§ **YOUR GOAL**: Print the lines below exactly as written, with none missing.

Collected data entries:
********************

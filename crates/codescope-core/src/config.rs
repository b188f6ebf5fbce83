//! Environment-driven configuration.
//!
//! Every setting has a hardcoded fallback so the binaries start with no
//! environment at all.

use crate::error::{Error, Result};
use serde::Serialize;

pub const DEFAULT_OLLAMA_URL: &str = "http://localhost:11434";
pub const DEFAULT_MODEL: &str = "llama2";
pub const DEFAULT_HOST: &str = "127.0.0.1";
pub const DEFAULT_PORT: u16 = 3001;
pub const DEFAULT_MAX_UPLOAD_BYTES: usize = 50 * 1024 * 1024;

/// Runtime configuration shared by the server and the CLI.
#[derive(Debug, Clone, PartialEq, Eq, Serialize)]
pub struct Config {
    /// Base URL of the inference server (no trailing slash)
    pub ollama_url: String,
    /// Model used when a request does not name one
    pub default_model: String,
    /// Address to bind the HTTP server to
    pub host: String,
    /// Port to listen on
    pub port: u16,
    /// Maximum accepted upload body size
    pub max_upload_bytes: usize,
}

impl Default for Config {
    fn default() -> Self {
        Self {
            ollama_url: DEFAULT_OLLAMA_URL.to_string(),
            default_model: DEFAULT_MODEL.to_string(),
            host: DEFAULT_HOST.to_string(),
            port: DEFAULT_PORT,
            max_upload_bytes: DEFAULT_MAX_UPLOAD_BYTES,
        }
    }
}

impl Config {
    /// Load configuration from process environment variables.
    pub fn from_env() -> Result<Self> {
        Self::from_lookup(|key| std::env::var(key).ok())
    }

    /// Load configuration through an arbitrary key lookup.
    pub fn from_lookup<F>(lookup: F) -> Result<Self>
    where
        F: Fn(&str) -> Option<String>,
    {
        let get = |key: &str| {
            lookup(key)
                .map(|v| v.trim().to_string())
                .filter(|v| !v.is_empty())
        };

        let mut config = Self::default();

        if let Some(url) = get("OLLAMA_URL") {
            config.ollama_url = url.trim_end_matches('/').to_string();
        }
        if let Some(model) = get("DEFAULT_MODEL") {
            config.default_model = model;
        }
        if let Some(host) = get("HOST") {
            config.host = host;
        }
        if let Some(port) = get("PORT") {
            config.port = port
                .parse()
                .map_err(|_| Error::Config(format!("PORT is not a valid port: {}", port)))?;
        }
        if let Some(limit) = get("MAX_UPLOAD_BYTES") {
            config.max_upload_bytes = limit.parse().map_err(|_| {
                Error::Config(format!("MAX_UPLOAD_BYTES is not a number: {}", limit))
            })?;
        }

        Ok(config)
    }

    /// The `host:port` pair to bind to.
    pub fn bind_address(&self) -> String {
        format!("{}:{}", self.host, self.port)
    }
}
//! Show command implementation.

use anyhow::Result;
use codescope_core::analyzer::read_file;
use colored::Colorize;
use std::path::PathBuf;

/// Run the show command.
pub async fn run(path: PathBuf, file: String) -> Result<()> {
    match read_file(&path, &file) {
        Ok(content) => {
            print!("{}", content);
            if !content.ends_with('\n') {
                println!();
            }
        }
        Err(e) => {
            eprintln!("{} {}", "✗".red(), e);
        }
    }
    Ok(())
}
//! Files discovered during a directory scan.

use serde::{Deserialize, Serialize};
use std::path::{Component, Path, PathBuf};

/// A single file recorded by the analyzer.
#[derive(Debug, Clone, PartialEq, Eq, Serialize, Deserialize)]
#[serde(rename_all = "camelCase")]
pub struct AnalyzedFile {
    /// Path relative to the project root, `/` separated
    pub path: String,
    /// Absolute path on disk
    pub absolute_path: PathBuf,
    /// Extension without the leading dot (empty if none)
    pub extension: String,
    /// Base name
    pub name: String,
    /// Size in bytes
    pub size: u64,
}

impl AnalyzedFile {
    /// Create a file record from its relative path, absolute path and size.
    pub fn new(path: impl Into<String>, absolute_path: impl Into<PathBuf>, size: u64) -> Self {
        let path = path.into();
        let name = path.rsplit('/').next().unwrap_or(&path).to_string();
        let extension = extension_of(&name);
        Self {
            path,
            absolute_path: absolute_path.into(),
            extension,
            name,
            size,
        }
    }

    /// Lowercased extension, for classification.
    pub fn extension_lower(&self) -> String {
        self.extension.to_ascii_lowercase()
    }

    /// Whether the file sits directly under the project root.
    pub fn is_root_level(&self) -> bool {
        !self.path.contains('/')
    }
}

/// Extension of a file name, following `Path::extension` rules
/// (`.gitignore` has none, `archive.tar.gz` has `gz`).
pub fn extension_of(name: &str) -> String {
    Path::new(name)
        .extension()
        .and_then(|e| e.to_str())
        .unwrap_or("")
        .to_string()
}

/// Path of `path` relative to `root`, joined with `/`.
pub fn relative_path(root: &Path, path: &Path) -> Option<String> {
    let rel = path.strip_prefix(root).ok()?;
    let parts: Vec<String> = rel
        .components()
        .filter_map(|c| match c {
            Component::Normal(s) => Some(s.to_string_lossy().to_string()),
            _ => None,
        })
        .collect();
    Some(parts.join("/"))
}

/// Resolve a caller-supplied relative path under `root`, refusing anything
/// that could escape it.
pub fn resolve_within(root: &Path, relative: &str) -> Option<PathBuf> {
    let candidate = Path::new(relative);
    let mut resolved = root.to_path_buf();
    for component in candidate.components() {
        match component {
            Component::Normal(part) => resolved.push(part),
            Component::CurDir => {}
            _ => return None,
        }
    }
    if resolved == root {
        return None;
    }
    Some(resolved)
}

********************

§ **TASK SOLUTION**:
filename crates/codescope-core/src/config.rs
repository b188f6ebf5fbce83
//! Environment-driven configuration.
//!
//! Every setting has a hardcoded fallback so the binaries start with no
//! environment at all.

use crate::error::{Error, Result};
use serde::Serialize;

pub const DEFAULT_OLLAMA_URL: &str = "http://localhost:11434";
pub const DEFAULT_MODEL: &str = "llama2";
pub const DEFAULT_HOST: &str = "127.0.0.1";
pub const DEFAULT_PORT: u16 = 3001;
pub const DEFAULT_MAX_UPLOAD_BYTES: usize = 50 * 1024 * 1024;

/// Runtime configuration shared by the server and the CLI.
#[derive(Debug, Clone, PartialEq, Eq, Serialize)]
pub struct Config {
    /// Base URL of the inference server (no trailing slash)
    pub ollama_url: String,
    /// Model used when a request does not name one
    pub default_model: String,
    /// Address to bind the HTTP server to
    pub host: String,
    /// Port to listen on
    pub port: u16,
    /// Maximum accepted upload body size
    pub max_upload_bytes: usize,
}

impl Default for Config {
    fn default() -> Self {
        Self {
            ollama_url: DEFAULT_OLLAMA_URL.to_string(),
            default_model: DEFAULT_MODEL.to_string(),
            host: DEFAULT_HOST.to_string(),
            port: DEFAULT_PORT,
            max_upload_bytes: DEFAULT_MAX_UPLOAD_BYTES,
        }
    }
}

impl Config {
    /// Load configuration from process environment variables.
    pub fn from_env() -> Result<Self> {
        Self::from_lookup(|key| std::env::var(key).ok())
    }

    /// Load configuration through an arbitrary key lookup.
    pub fn from_lookup<F>(lookup: F) -> Result<Self>
    where
        F: Fn(&str) -> Option<String>,
    {
        let get = |key: &str| {
            lookup(key)
                .map(|v| v.trim().to_string())
                .filter(|v| !v.is_empty())
        };

        let mut config = Self::default();

        if let Some(url) = get("OLLAMA_URL") {
            config.ollama_url = url.trim_end_matches('/').to_string();
        }
        if let Some(model) = get("DEFAULT_MODEL") {
            config.default_model = model;
        }
        if let Some(host) = get("HOST") {
            config.host = host;
        }
        if let Some(port) = get("PORT") {
            config.port = port
                .parse()
                .map_err(|_| Error::Config(format!("PORT is not a valid port: {}", port)))?;
        }
        if let Some(limit) = get("MAX_UPLOAD_BYTES") {
            config.max_upload_bytes = limit.parse().map_err(|_| {
                Error::Config(format!("MAX_UPLOAD_BYTES is not a number: {}", limit))
            })?;
        }

        Ok(config)
    }

    /// The `host:port` pair to bind to.
    pub fn bind_address(&self) -> String {
        format!("{}:{}", self.host, self.port)
    }
}
//! Show command implementation.

use anyhow::Result;
use codescope_core::analyzer::read_file;
use colored::Colorize;
use std::path::PathBuf;

/// Run the show command.
pub async fn run(path: PathBuf, file: String) -> Result<()> {
    match read_file(&path, &file) {
        Ok(content) => {
            print!("{}", content);
            if !content.ends_with('\n') {
                println!();
            }
        }
        Err(e) => {
            eprintln!("{} {}", "✗".red(), e);
        }
    }
    Ok(())
}
//! Files discovered during a directory scan.

use serde::{Deserialize, Serialize};
use std::path::{Component, Path, PathBuf};

/// A single file recorded by the analyzer.
#[derive(Debug, Clone, PartialEq, Eq, Serialize, Deserialize)]
#[serde(rename_all = "camelCase")]
pub struct AnalyzedFile {
    /// Path relative to the project root, `/` separated
    pub path: String,
    /// Absolute path on disk
    pub absolute_path: PathBuf,
    /// Extension without the leading dot (empty if none)
    pub extension: String,
    /// Base name
    pub name: String,
    /// Size in bytes
    pub size: u64,
}

impl AnalyzedFile {
    /// Create a file record from its relative path, absolute path and size.
    pub fn new(path: impl Into<String>, absolute_path: impl Into<PathBuf>, size: u64) -> Self {
        let path = path.into();
        let name = path.rsplit('/').next().unwrap_or(&path).to_string();
        let extension = extension_of(&name);
        Self {
            path,
            absolute_path: absolute_path.into(),
            extension,
            name,
            size,
        }
    }

    /// Lowercased extension, for classification.
    pub fn extension_lower(&self) -> String {
        self.extension.to_ascii_lowercase()
    }

    /// Whether the file sits directly under the project root.
    pub fn is_root_level(&self) -> bool {
        !self.path.contains('/')
    }
}

/// Extension of a file name, following `Path::extension` rules
/// (`.gitignore` has none, `archive.tar.gz` has `gz`).
pub fn extension_of(name: &str) -> String {
    Path::new(name)
        .extension()
        .and_then(|e| e.to_str())
        .unwrap_or("")
        .to_string()
}

/// Path of `path` relative to `root`, joined with `/`.
pub fn relative_path(root: &Path, path: &Path) -> Option<String> {
    let rel = path.strip_prefix(root).ok()?;
    let parts: Vec<String> = rel
        .components()
        .filter_map(|c| match c {
            Component::Normal(s) => Some(s.to_string_lossy().to_string()),
            _ => None,
        })
        .collect();
    Some(parts.join("/"))
}

/// Resolve a caller-supplied relative path under `root`, refusing anything
/// that could escape it.
pub fn resolve_within(root: &Path, relative: &str) -> Option<PathBuf> {
    let candidate = Path::new(relative);
    let mut resolved = root.to_path_buf();
    for component in candidate.components() {
        match component {
            Component::Normal(part) => resolved.push(part),
            Component::CurDir => {}
            _ => return None,
        }
    }
    if resolved == root {
        return None;
    }
    Some(resolved)
}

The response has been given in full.